* _Task to carry out_
Go through the records and report each line in which the word "ProcessHandle" occurs.

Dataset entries

'''

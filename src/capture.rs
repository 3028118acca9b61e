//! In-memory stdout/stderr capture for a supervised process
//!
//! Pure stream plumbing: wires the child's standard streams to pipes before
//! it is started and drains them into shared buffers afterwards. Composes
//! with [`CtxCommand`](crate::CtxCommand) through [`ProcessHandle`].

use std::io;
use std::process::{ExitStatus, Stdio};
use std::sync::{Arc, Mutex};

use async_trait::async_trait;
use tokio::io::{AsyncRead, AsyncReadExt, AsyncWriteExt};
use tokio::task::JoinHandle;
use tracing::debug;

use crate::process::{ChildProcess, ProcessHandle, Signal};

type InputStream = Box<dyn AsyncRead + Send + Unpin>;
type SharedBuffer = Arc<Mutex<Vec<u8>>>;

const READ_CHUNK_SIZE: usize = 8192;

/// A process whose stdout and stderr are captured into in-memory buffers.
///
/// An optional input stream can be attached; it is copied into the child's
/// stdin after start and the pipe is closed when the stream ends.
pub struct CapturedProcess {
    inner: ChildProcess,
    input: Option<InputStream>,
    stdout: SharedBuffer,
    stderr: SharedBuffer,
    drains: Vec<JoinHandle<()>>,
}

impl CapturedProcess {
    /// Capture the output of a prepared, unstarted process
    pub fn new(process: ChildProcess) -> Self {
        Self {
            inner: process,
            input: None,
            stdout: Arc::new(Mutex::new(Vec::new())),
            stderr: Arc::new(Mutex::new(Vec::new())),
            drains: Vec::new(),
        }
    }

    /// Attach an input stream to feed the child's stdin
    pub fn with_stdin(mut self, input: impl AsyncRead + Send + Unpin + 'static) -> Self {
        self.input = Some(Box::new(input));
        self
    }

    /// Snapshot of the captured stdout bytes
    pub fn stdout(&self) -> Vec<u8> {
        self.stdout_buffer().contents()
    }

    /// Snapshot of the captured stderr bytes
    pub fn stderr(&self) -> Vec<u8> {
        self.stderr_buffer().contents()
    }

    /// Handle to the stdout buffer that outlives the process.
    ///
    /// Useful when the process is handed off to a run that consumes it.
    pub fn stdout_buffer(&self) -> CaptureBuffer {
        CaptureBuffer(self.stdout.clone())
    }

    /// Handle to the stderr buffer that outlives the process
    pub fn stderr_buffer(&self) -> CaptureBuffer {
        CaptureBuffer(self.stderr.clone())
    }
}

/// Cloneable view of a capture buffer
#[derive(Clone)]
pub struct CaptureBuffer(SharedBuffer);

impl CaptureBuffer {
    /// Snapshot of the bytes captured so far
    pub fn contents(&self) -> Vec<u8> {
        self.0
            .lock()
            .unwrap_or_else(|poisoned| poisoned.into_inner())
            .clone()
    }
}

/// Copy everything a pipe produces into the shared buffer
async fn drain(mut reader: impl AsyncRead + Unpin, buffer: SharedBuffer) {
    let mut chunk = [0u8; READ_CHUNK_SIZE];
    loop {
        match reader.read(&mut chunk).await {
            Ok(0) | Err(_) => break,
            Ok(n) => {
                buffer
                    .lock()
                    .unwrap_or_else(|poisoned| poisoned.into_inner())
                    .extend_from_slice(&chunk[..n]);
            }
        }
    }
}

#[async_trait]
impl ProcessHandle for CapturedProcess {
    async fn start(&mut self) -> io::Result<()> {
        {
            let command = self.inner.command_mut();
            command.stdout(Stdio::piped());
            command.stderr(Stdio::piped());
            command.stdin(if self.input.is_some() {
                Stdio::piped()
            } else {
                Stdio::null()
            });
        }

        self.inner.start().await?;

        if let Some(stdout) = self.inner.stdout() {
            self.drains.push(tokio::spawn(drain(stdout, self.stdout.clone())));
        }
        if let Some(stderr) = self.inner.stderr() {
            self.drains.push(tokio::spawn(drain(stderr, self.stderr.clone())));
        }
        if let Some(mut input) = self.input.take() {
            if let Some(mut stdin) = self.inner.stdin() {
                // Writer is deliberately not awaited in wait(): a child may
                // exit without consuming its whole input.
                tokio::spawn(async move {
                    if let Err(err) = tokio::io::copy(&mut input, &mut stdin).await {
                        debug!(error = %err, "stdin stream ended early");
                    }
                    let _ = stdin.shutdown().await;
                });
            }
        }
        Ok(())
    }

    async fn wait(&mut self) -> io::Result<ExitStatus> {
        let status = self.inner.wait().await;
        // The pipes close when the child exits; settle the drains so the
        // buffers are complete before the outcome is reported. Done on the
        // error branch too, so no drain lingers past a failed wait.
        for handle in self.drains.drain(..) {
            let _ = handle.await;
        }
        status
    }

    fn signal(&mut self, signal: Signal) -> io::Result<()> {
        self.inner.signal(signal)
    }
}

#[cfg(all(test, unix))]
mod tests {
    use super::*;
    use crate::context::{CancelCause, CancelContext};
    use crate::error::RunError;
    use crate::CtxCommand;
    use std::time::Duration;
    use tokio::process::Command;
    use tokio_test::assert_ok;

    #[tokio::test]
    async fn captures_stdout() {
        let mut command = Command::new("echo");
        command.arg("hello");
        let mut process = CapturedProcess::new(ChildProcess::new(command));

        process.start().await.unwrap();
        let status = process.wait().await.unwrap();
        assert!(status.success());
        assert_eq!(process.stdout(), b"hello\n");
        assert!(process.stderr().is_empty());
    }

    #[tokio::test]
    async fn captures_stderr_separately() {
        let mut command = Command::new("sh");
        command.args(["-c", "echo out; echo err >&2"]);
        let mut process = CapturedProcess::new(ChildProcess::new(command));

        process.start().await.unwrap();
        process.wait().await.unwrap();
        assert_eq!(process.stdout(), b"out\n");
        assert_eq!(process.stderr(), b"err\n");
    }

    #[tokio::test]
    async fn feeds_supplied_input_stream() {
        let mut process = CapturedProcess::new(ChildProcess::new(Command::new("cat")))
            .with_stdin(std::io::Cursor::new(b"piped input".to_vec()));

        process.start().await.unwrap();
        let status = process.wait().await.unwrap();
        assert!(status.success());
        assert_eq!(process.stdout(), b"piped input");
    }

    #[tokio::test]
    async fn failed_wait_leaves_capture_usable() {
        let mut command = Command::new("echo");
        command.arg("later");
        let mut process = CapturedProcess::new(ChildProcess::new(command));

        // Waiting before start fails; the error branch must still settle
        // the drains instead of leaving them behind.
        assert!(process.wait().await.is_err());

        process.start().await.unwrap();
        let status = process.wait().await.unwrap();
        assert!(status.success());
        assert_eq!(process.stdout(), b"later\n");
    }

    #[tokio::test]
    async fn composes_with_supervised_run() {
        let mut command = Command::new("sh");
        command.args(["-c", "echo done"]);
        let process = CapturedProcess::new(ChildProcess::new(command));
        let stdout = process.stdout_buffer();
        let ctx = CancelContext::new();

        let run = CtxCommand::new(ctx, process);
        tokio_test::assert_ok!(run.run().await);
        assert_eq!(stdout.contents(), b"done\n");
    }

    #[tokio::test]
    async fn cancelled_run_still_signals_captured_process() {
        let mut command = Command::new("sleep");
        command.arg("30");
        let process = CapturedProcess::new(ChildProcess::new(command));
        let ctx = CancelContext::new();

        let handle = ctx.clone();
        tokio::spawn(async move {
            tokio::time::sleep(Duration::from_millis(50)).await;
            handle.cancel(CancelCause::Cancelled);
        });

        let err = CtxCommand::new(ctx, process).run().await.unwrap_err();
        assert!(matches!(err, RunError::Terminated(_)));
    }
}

'''

* _Problem solution_
//! with [`CtxCommand`](crate::CtxCommand) through [`ProcessHandle`].
use crate::process::{ChildProcess, ProcessHandle, Signal};
impl ProcessHandle for CapturedProcess {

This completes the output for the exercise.